日本の出生率

■ 厚生労働省が発表した2015年の人口動態統計によると、一人の女性が一生に産む子供の数を示す合計特殊出生率は1・46で、前年に比べ0・04ポイント上昇した。
 北海道は0・02ポイント上昇の1・29だった。
 出生数も前年をおよそ2千人上回る100万5656人と、5年ぶりに転じている。
 それでも、人口維持に必要な出生率2.07、政府が目指す希望出生率1・8とは、まだまだ大きな開きがある。
 結婚、妊娠や出産、育児の環境整備などの少子化対策を同時並行で推し進めなければ、目標達成は遠い。政府の本気度が問われる。
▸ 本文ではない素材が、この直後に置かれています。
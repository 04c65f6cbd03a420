use std::env;
use std::time::Duration;

use super::refresh::{DEFAULT_AUTO_REFRESH, DEFAULT_REFRESH_SECS, MAX_REFRESH_SECS, MIN_REFRESH_SECS};

pub const DEFAULT_API_BASE_URL: &str = "http://localhost:8080/api";
pub const DEFAULT_REQUEST_TIMEOUT_SECS: u64 = 10;

/// Dashboard configuration derived from environment variables.
#[derive(Debug, Clone, PartialEq)]
pub struct DashboardConfig {
    /// Backend base URL, e.g. `http://localhost:8080/api`
    pub api_base_url: String,
    pub request_timeout: Duration,
    pub auto_refresh: bool,
    pub refresh_interval_secs: u64,
}

impl Default for DashboardConfig {
    fn default() -> Self {
        Self {
            api_base_url: DEFAULT_API_BASE_URL.to_string(),
            request_timeout: Duration::from_secs(DEFAULT_REQUEST_TIMEOUT_SECS),
            auto_refresh: DEFAULT_AUTO_REFRESH,
            refresh_interval_secs: DEFAULT_REFRESH_SECS,
        }
    }
}

fn lookup_str(lookup: &impl Fn(&str) -> Option<String>, name: &str, default: &str) -> String {
    lookup(name)
        .map(|s| s.trim().to_string())
        .filter(|s| !s.is_empty())
        .unwrap_or_else(|| default.to_string())
}

fn lookup_u64(lookup: &impl Fn(&str) -> Option<String>, name: &str, default: u64) -> u64 {
    lookup(name)
        .and_then(|s| s.trim().parse().ok())
        .unwrap_or(default)
}

fn lookup_bool(lookup: &impl Fn(&str) -> Option<String>, name: &str, default: bool) -> bool {
    lookup(name)
        .map(|s| matches!(s.trim().to_lowercase().as_str(), "1" | "true" | "yes" | "y" | "on"))
        .unwrap_or(default)
}

impl DashboardConfig {
    pub fn from_env() -> Self {
        Self::from_lookup(|name| env::var(name).ok())
    }

    /// Build the config from an arbitrary variable source.
    pub fn from_lookup(lookup: impl Fn(&str) -> Option<String>) -> Self {
        let timeout_secs = lookup_u64(&lookup, "BASIS_MONITOR_TIMEOUT_SECS", DEFAULT_REQUEST_TIMEOUT_SECS).max(1);

        Self {
            api_base_url: lookup_str(&lookup, "BASIS_MONITOR_API_URL", DEFAULT_API_BASE_URL),
            request_timeout: Duration::from_secs(timeout_secs),
            auto_refresh: lookup_bool(&lookup, "BASIS_MONITOR_AUTO_REFRESH", DEFAULT_AUTO_REFRESH),
            refresh_interval_secs: lookup_u64(&lookup, "BASIS_MONITOR_REFRESH_SECS", DEFAULT_REFRESH_SECS)
                .clamp(MIN_REFRESH_SECS, MAX_REFRESH_SECS),
        }
    }
}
 出生率の上昇について、厚労省は「経済や雇用の好転」などが要因と見る。
 だが、果たしてそう言い切れるだろうか。
 処遇が不安定で、収入が少ない非正規労働者が雇用者全体の4割に達しているのが現実だからだ。 現状のままでは、結婚や出産への意欲が高まらず、出生率の安定的な上昇は望めまい。
 こうした労働環境の根本的な改善が急がれる。
 晩婚化、晩産化の傾向が進んでいることも気になる。
 第一子を産む年齢は前年を0・1歳上回る30・7歳と、過去最高を更新した。第一子の出産年齢が上がると、第2子以降の出産が減ることが指摘されている。
 結婚や出産はもちろん個々人の判断によるが、女性が望む時期に結婚、出産、子育てができるよう、環境をしっかりと整えておかなければならない。